Copy each line below that includes "SubjectService".

==== INFORMATION GIVEN

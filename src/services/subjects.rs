use sqlx::PgPool;

use super::{ServiceError, ServiceResult};
use crate::database::models::Subject;

pub struct SubjectService {
    pool: PgPool,
}

impl SubjectService {
    pub fn new(pool: PgPool) -> Self {
        Self { pool }
    }

    pub async fn list(&self) -> ServiceResult<Vec<Subject>> {
        let subjects = sqlx::query_as::<_, Subject>("SELECT id, name FROM subjects ORDER BY name")
            .fetch_all(&self.pool)
            .await?;
        Ok(subjects)
    }

    pub async fn create(&self, name: &str) -> ServiceResult<Subject> {
        let subject = sqlx::query_as::<_, Subject>("INSERT INTO subjects (name) VALUES ($1) RETURNING id, name")
            .bind(name)
            .fetch_one(&self.pool)
            .await?;

        tracing::info!("Created subject {} ({})", subject.name, subject.id);
        Ok(subject)
    }

    pub async fn update(&self, id: i32, name: &str) -> ServiceResult<Subject> {
        sqlx::query_as::<_, Subject>("UPDATE subjects SET name = $2 WHERE id = $1 RETURNING id, name")
            .bind(id)
            .bind(name)
            .fetch_optional(&self.pool)
            .await?
            .ok_or_else(|| ServiceError::NotFound(format!("Subject {} not found", id)))
    }

    /// Fails with a foreign-key conflict while classes or prerequisites use the subject
    pub async fn delete(&self, id: i32) -> ServiceResult<()> {
        let result = sqlx::query("DELETE FROM subjects WHERE id = $1")
            .bind(id)
            .execute(&self.pool)
            .await?;

        if result.rows_affected() == 0 {
            return Err(ServiceError::NotFound(format!("Subject {} not found", id)));
        }
        tracing::info!("Deleted subject {}", id);
        Ok(())
    }
}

========

— SOLUTION FOR THIS PROBLEM —
pub struct SubjectService {
impl SubjectService {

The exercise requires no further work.